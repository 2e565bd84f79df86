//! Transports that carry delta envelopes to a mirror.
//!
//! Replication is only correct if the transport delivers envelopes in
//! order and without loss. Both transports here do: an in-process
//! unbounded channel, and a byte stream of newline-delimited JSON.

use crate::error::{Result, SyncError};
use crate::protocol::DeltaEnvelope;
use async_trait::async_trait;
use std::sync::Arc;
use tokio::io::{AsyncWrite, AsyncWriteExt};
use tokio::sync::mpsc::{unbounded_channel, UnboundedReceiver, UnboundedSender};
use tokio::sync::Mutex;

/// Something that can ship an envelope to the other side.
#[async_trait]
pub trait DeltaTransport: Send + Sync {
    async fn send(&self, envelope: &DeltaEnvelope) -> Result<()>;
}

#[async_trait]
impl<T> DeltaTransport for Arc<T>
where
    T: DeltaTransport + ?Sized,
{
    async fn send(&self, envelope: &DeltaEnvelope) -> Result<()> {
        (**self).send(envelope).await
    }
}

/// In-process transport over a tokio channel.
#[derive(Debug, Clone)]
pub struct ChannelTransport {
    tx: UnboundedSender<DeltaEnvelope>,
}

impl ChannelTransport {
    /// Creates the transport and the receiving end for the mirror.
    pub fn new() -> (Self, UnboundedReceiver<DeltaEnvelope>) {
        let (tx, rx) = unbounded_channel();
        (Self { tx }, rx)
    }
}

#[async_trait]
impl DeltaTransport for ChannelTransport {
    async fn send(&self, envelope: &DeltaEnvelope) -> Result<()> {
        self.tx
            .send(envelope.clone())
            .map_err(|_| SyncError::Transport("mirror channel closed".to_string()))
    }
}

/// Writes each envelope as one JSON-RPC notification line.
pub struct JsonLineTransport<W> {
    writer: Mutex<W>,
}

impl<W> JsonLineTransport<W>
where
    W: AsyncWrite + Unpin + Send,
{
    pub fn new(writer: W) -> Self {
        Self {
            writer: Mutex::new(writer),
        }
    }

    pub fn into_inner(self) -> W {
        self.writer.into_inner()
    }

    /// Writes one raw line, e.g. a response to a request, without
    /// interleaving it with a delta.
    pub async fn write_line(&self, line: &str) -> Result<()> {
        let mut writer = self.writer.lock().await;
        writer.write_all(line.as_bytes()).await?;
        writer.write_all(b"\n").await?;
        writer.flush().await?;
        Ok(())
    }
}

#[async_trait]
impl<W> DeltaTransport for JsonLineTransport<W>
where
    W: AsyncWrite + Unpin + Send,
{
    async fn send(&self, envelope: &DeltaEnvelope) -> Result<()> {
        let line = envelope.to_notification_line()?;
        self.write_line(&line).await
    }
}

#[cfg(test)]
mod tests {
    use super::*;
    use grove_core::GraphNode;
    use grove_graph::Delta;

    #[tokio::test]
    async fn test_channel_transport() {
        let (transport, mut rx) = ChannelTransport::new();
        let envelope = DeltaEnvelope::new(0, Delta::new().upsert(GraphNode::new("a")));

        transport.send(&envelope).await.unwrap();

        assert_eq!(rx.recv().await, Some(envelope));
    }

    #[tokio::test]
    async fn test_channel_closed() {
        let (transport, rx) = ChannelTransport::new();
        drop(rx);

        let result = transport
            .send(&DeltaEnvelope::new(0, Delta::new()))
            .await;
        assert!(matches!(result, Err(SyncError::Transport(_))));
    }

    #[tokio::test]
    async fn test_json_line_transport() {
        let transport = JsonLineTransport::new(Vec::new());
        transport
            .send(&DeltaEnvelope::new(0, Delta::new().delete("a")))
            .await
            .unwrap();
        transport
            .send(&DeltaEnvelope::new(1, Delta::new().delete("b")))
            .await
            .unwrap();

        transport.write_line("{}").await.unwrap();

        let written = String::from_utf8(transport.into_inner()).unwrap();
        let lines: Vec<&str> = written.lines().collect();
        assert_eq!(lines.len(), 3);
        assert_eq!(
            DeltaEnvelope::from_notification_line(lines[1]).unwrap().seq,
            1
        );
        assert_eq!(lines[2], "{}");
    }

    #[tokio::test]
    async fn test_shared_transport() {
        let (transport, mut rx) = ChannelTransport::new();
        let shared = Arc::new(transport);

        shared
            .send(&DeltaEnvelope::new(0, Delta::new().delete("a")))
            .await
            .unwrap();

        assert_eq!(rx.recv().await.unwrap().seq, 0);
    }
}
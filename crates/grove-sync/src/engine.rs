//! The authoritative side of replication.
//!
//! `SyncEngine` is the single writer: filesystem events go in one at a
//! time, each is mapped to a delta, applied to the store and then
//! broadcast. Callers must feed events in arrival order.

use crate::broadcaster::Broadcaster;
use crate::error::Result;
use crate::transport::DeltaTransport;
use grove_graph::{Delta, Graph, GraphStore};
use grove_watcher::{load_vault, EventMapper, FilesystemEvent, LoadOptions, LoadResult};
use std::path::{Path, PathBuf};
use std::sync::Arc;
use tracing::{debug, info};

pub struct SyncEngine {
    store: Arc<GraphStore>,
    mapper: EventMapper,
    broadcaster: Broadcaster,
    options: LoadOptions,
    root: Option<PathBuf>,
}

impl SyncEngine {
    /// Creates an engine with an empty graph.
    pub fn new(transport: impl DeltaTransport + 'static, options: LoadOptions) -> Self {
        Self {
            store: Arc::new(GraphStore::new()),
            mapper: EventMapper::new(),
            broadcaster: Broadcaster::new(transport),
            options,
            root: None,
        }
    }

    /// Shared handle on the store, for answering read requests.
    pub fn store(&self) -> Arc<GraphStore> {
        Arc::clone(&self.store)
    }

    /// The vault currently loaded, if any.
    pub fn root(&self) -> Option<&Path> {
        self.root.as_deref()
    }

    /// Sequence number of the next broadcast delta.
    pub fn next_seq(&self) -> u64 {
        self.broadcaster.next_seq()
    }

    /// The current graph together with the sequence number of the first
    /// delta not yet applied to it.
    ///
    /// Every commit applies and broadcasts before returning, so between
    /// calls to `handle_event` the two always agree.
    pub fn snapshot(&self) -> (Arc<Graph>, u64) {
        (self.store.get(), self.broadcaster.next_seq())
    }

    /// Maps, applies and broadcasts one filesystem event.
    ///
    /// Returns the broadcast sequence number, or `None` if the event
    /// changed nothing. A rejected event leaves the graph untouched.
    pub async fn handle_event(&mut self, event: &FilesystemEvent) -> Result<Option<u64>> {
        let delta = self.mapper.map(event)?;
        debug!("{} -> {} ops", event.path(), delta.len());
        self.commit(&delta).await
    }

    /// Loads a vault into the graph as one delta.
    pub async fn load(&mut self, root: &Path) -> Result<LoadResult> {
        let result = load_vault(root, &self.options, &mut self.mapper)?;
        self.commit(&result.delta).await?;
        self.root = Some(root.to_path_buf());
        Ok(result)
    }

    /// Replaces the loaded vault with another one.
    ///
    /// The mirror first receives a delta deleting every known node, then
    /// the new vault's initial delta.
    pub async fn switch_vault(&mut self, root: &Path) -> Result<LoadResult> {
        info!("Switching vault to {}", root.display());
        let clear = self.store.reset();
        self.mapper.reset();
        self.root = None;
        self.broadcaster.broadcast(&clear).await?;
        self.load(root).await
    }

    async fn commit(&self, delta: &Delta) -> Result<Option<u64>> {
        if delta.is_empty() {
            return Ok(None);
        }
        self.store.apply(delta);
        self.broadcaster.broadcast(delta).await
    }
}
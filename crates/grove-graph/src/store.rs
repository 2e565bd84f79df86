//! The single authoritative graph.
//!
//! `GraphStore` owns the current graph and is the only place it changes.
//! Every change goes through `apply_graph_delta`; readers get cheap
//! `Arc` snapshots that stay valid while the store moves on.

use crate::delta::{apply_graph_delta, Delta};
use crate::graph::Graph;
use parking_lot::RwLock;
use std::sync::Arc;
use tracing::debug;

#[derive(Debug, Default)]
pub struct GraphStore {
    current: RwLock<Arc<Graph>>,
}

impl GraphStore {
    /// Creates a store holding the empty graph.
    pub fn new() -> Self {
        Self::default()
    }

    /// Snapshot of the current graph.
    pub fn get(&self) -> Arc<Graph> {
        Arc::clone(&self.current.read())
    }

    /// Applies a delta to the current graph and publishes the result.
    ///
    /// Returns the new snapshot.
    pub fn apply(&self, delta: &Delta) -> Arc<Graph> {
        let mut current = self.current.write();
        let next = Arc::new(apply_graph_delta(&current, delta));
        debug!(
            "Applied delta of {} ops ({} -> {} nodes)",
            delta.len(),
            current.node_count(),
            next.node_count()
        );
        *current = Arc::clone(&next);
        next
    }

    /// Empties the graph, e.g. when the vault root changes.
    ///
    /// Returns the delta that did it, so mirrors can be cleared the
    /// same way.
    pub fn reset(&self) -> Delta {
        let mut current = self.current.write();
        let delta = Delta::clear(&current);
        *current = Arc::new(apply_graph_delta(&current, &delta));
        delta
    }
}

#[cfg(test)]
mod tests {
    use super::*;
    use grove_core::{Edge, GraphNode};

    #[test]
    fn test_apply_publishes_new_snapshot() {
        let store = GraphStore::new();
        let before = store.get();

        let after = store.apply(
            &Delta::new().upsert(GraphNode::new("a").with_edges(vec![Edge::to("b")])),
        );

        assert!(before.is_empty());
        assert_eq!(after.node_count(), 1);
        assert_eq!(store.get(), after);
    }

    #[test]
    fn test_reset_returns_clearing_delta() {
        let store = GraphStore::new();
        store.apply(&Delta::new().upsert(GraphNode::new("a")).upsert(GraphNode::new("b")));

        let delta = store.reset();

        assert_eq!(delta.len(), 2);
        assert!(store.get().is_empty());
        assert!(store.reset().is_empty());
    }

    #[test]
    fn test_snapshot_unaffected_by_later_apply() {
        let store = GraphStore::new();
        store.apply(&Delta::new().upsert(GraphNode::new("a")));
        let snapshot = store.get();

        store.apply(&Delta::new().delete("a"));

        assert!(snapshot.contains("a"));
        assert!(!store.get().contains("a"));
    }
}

---

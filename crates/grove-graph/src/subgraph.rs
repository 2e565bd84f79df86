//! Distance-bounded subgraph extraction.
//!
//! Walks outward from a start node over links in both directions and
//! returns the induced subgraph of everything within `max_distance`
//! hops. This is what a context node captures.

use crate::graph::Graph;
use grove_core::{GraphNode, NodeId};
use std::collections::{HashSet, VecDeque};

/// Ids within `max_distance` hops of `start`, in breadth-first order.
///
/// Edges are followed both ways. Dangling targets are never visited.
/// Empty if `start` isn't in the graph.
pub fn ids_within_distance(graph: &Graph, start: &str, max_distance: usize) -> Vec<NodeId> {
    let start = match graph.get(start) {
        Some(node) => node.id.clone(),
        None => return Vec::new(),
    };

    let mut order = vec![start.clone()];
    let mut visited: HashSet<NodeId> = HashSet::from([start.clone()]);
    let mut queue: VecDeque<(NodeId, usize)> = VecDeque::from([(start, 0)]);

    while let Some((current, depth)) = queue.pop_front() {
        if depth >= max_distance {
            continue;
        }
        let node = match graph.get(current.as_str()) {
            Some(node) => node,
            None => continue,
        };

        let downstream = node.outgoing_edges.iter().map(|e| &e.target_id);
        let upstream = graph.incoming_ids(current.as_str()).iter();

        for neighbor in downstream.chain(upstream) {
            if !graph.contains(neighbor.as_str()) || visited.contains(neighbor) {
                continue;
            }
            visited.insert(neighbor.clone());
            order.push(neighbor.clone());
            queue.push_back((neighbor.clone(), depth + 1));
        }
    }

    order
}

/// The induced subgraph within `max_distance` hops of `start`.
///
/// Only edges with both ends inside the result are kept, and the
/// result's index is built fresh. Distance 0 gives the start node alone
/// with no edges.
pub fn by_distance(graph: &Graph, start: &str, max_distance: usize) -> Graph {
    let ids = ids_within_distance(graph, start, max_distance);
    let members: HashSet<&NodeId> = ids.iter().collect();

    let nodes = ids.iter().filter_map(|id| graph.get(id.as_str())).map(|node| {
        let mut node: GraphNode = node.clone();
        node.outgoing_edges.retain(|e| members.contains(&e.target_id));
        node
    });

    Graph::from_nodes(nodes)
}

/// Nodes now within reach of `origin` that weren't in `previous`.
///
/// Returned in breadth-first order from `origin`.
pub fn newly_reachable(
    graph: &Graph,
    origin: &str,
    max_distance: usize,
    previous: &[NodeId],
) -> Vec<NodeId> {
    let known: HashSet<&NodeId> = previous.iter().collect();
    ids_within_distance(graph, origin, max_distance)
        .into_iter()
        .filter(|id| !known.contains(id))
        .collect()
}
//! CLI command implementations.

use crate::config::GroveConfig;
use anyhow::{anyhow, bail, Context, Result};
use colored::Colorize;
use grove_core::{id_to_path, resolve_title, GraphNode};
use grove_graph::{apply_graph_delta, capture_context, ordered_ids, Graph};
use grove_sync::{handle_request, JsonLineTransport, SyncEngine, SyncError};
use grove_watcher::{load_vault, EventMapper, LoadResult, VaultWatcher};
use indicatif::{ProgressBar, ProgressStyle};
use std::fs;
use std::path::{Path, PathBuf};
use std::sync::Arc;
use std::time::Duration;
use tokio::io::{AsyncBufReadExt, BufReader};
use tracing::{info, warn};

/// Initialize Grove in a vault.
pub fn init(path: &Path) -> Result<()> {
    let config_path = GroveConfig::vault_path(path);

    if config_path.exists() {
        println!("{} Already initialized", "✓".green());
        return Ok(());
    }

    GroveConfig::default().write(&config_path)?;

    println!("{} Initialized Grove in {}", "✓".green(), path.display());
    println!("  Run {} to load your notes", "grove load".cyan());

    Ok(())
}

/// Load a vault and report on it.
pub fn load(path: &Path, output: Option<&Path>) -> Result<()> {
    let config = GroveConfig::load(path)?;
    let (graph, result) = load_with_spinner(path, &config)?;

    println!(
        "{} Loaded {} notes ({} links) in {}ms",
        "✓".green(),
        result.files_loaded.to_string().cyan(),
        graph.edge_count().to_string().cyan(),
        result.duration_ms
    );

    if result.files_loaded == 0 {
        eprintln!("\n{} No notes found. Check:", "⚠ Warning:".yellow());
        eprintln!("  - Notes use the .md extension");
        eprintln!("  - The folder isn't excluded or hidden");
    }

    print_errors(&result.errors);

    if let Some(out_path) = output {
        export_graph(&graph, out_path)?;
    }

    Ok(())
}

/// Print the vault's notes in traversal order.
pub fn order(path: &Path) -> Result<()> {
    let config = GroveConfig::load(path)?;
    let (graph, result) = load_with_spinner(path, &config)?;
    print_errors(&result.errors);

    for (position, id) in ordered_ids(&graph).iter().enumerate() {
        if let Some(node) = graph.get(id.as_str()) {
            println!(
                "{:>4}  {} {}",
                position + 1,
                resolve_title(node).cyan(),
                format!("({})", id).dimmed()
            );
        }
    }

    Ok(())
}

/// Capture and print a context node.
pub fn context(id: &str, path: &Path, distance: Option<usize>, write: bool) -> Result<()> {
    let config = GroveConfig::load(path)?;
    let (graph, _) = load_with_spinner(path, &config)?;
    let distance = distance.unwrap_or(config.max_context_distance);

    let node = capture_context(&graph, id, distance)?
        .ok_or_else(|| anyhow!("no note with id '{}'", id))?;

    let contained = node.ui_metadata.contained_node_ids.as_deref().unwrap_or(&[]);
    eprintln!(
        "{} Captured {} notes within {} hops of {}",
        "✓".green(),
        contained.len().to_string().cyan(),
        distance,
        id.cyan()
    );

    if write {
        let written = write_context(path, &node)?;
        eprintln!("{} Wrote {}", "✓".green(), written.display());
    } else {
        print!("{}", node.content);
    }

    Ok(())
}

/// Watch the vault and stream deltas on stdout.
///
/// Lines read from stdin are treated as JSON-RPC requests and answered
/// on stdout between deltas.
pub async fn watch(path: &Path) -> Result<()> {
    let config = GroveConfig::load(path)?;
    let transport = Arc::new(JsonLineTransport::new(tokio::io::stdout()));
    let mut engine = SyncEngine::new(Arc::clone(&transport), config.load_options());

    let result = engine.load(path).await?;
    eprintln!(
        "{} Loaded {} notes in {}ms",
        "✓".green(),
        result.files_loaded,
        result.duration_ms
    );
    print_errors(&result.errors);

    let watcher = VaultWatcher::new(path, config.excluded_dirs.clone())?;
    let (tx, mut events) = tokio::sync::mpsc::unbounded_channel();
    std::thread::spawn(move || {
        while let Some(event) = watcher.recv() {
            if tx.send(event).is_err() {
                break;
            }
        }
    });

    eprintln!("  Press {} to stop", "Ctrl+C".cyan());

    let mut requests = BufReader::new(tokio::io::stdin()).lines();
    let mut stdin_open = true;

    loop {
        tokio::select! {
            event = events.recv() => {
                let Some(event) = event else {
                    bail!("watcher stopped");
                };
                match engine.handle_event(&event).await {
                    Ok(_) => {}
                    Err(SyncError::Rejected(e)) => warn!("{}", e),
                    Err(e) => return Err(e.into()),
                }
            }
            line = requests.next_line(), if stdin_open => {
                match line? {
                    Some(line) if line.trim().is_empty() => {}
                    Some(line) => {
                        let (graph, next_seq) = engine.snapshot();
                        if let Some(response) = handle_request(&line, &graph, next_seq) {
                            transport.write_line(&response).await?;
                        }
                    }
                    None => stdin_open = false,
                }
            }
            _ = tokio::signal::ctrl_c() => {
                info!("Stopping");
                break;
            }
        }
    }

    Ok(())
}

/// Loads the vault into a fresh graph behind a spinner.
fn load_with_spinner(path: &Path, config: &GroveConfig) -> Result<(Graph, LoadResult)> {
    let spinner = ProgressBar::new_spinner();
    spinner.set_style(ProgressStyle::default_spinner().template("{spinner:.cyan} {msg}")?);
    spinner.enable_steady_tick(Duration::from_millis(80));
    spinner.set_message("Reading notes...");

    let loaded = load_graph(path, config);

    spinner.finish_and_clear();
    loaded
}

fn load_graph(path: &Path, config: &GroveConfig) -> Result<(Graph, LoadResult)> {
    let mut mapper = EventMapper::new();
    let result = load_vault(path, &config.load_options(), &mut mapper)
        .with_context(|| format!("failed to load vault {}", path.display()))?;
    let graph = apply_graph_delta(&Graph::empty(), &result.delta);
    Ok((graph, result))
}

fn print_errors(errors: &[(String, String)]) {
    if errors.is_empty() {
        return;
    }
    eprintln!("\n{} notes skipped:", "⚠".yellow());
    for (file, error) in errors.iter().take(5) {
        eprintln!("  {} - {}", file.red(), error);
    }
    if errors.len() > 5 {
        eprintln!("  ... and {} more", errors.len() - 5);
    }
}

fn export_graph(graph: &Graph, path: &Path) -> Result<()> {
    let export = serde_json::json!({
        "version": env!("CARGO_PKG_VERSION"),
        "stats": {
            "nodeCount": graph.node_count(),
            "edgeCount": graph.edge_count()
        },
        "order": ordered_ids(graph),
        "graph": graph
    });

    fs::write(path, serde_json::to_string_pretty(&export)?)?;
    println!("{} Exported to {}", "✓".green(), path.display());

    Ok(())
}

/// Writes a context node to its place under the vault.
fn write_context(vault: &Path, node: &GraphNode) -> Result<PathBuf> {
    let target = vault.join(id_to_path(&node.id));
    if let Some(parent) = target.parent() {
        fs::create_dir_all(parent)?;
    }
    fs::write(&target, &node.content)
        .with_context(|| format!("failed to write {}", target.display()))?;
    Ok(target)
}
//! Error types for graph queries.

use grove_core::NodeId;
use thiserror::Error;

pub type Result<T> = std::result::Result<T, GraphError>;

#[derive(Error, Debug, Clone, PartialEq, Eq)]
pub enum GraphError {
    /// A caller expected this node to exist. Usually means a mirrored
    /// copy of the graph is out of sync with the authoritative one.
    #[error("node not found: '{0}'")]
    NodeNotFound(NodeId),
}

- EXERCISE GOAL -
Could you count how many lines of the listing above contain the word "queue" and give only that number?

- REPLY TO THE TASK -
3